**About this exercise**
Which lines of the data below include the string "Outbound"? Return each of them.
______________________________
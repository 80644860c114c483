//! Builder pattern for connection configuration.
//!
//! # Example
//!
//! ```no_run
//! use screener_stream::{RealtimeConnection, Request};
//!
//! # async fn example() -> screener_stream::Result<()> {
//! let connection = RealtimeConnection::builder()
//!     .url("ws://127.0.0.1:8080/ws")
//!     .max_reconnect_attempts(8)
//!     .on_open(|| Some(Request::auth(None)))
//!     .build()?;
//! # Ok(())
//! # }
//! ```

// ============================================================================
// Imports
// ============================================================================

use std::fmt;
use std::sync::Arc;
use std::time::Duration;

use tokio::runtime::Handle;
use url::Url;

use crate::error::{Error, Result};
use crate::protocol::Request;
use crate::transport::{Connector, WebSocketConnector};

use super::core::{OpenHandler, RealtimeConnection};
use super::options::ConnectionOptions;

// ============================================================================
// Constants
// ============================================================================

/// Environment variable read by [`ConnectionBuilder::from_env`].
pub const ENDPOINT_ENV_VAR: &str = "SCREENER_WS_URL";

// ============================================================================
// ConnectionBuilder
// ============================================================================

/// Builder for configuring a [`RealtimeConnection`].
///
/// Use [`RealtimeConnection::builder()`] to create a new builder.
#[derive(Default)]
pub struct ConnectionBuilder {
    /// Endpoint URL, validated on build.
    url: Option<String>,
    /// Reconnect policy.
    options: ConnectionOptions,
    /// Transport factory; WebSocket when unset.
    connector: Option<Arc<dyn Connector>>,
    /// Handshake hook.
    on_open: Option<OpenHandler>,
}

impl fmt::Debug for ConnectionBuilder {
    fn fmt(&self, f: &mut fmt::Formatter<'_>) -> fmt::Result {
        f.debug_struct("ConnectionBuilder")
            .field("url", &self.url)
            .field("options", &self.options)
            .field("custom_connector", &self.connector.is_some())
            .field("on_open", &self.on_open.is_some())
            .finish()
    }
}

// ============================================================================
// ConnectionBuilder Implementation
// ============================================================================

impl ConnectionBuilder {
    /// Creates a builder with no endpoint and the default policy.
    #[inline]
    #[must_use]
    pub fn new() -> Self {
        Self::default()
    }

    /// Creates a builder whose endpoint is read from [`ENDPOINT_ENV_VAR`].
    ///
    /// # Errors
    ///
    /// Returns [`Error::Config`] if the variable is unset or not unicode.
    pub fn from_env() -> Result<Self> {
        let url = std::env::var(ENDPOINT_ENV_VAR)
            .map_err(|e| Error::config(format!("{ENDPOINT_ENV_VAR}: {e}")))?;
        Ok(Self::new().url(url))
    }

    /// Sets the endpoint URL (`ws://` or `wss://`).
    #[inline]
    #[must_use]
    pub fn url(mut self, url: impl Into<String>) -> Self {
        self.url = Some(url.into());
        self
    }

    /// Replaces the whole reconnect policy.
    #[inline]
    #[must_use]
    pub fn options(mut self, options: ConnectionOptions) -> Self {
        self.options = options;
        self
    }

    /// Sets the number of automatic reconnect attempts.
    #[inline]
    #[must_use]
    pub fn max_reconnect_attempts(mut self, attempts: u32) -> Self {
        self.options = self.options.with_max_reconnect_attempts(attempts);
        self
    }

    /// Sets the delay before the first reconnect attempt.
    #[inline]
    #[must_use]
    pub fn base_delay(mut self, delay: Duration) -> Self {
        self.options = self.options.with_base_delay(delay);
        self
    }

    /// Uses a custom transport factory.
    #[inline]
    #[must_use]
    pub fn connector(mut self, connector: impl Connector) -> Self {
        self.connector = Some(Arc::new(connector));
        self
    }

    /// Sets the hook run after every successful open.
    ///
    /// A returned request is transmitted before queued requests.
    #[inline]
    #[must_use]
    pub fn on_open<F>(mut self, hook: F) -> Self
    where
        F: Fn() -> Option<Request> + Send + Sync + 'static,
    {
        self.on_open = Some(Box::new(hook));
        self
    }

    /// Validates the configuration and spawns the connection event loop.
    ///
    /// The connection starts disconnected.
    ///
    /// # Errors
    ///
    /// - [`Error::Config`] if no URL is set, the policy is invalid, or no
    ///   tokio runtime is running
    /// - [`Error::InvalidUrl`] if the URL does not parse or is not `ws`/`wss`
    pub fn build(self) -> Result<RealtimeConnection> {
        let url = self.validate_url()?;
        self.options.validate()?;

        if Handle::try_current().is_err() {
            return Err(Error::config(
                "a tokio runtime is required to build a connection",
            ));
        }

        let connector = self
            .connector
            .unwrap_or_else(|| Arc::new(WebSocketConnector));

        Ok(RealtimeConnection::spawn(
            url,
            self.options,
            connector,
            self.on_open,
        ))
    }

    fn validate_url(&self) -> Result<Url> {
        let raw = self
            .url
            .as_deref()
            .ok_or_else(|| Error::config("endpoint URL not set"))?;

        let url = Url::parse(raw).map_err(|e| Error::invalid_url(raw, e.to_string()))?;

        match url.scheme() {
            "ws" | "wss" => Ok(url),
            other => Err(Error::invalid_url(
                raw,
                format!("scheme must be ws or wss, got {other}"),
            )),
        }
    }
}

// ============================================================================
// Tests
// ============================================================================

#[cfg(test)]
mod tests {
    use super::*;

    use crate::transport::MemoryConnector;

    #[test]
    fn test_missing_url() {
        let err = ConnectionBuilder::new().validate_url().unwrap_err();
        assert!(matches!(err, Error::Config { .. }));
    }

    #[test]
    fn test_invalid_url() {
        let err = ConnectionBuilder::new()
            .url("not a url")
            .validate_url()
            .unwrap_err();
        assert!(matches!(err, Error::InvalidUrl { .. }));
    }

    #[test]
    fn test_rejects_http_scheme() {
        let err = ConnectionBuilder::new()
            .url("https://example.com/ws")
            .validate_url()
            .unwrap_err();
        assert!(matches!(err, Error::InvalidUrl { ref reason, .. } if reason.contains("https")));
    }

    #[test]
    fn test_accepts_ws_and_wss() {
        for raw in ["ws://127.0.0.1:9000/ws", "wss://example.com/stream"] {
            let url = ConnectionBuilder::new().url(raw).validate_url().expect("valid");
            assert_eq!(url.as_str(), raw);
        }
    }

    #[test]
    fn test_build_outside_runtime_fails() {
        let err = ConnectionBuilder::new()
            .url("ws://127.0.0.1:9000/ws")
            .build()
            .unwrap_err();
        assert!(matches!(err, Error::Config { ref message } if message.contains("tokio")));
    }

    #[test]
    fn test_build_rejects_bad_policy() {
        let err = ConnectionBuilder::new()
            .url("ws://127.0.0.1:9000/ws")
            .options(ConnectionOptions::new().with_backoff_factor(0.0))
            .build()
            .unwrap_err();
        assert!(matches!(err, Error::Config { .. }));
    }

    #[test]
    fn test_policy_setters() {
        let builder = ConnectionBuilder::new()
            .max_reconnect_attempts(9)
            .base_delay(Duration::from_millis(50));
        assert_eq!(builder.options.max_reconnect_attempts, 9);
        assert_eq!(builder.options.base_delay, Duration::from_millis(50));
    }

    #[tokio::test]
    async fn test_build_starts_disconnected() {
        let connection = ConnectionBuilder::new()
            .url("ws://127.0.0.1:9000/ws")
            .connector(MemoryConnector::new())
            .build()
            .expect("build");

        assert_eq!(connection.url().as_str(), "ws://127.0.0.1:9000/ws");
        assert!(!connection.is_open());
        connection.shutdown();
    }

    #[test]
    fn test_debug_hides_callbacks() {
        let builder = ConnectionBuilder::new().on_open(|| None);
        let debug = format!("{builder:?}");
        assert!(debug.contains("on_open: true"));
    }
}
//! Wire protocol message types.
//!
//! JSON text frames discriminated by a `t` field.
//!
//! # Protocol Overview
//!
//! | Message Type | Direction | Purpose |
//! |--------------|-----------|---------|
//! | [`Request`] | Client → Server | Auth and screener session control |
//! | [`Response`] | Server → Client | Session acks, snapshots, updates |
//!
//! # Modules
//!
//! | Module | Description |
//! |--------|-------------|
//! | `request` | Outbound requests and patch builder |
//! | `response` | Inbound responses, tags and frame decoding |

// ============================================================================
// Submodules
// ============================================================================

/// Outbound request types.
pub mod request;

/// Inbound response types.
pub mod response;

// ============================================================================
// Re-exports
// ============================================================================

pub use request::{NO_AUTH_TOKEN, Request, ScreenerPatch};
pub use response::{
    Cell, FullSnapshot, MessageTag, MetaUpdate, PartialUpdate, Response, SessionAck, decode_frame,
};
______________________________
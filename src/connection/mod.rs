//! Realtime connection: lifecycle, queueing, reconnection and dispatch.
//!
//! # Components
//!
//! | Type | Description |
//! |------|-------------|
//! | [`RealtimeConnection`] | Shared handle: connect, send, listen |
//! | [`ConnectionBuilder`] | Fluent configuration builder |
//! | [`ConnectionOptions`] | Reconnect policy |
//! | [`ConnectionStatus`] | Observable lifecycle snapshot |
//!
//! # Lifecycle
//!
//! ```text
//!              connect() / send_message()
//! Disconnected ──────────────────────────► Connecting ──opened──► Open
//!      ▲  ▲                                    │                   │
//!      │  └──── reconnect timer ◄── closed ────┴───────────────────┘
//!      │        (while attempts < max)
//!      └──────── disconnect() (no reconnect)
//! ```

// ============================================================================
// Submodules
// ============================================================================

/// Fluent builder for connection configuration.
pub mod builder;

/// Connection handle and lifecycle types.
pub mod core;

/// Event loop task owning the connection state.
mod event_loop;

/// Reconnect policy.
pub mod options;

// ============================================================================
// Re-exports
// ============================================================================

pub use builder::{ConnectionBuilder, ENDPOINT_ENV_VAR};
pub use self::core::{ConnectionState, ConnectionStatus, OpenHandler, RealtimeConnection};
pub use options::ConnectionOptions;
______________________________
**Answer to the exercise**
//! | `request` | Outbound requests and patch builder |
/// Outbound request types.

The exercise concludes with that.